Scavo: It’s simple—low current supply of self storage compared to the national average, rents high enough to make our internal metrics work, and the demographics reflecting population and income growth. These components are some of the criteria that we look for in the market and where we have had the most success.

We also try to choose markets with high barriers to entry—where it is difficult to get a self storage project zoned, approved and built. With this strategy in mind, we are able to look for sites in regions or towns that others may avoid due to the lengthy approval process and politically charged environments. Luckily, we have the financial wherewithal to pursue these types of deals.

Speaking of difficulties, self storage developers often face NIMBYism and even self storage moratoriums. What are some of the most pressing challenges you need to overcome when embarking on a project? How do you surmount them?

Scavo: We absolutely face town boards and committees that are adamantly against storage facilities in their neighborhoods. The key here is providing the facts and data about the facilities. Effectively communicating that these facilities have low traffic volumes and noise creation is often a plus. Most of our projects are multistory Class A facilities and not the old drive up with a chain link fence around it. They are highly secure and appealing from the outside which helps to deter the riff-raff that most planning boards imagine when they think of traditional Class C facilities.

Were there any promising projects that you had to eventually walk away from? If so, why?

Scavo: We have had several projects that we have had to walk away from over the last couple of years for various reasons. Several times we have started the approval process in a location that has relatively low supply metrics just to see three other developers submit plans in the same town. We try to avoid competition at all costs and any competition during the lease-up cycle can often be disastrous.

One of the facilities you’re currently working on is set to include 955 climate-controlled units in Melbourne, Fla. Tell us more about the project and the area it will serve.

Scavo: In July 2023, we broke ground on the 126,741-square-foot, state-of-the-art self storage facility in Melbourne, Fla., and in November 2023, we closed on an $11 million construction loan for the project. This is a prime location and market for a self storage facility as it is located in a high-earning and high growth area with high rents. We believe Melbourne’s demographics are continuing to improve due to the ever-prospering space industry.

We continue to be selective and seek out the best markets to develop self storage facilities in, and Melbourne meets our strict criteria.
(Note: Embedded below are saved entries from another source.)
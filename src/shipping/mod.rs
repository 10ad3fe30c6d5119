// ============================================================================
// Shipping - Store-Aware Packing and Method Selection
// ============================================================================
//
// Keeps checkout shipping store-scoped:
// - StorePacker proposes one shipment per store
// - StoreMethodLoader restricts candidate methods to the shipment's store,
//   runs registered filter hooks, then applicability and ordering
//
// ============================================================================

pub mod loader;
pub mod method;
pub mod packer;

pub use loader::{ShippingMethodFilter, StoreMethodLoader};
pub use method::{MethodCondition, ShippingMethod};
pub use packer::StorePacker;
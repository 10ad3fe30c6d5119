use std::env;

// ============================================================================
// Application Configuration
// ============================================================================

#[derive(Debug, Clone)]
pub struct AppConfig {
    /// Order type of the customer-facing marketplace aggregate.
    pub marketplace_order_type: String,
    /// Order type sub-orders are created as.
    pub default_order_type: String,
    /// Currency prices are quoted in.
    pub currency: String,
    pub metrics_port: u16,
}

impl AppConfig {
    pub fn from_env() -> anyhow::Result<Self> {
        Ok(Self {
            marketplace_order_type: env::var("MARKETPLACE_ORDER_TYPE")
                .unwrap_or_else(|_| "marketplace".into()),
            default_order_type: env::var("DEFAULT_ORDER_TYPE").unwrap_or_else(|_| "default".into()),
            currency: env::var("CURRENCY").unwrap_or_else(|_| "USD".into()),
            metrics_port: env::var("METRICS_PORT")
                .unwrap_or_else(|_| "9090".into())
                .parse()?,
        })
    }
}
We acquired this development site along with the 250,000-square-foot Space Coast Small Bay Portfolio in November 2022 for $30 million.

What would you consider Basis Industrial’s most successful self storage developments so far?

Scavo: In our current portfolio’s development cycle, we have had a lot of success thus far in our Carmel, N.Y., facility. This was a warehouse conversion and it got approved relatively quickly. Lease-up has gone incredibly smooth, and we project-to-stabilized in under 24 months from opening.

How do you stay ahead of competition?

Scavo: Our acquisition and development criteria as well as our underwriting are always ultra conservative, which leaves room in our projects for increased interest rates and any potential softening of rental rates. Therefore, we are very selective with the projects we choose to push forward and, at the end of the day, they all need to have room for market distress so we can weather the storm and ultimately maximize asset value for our investors and our partners.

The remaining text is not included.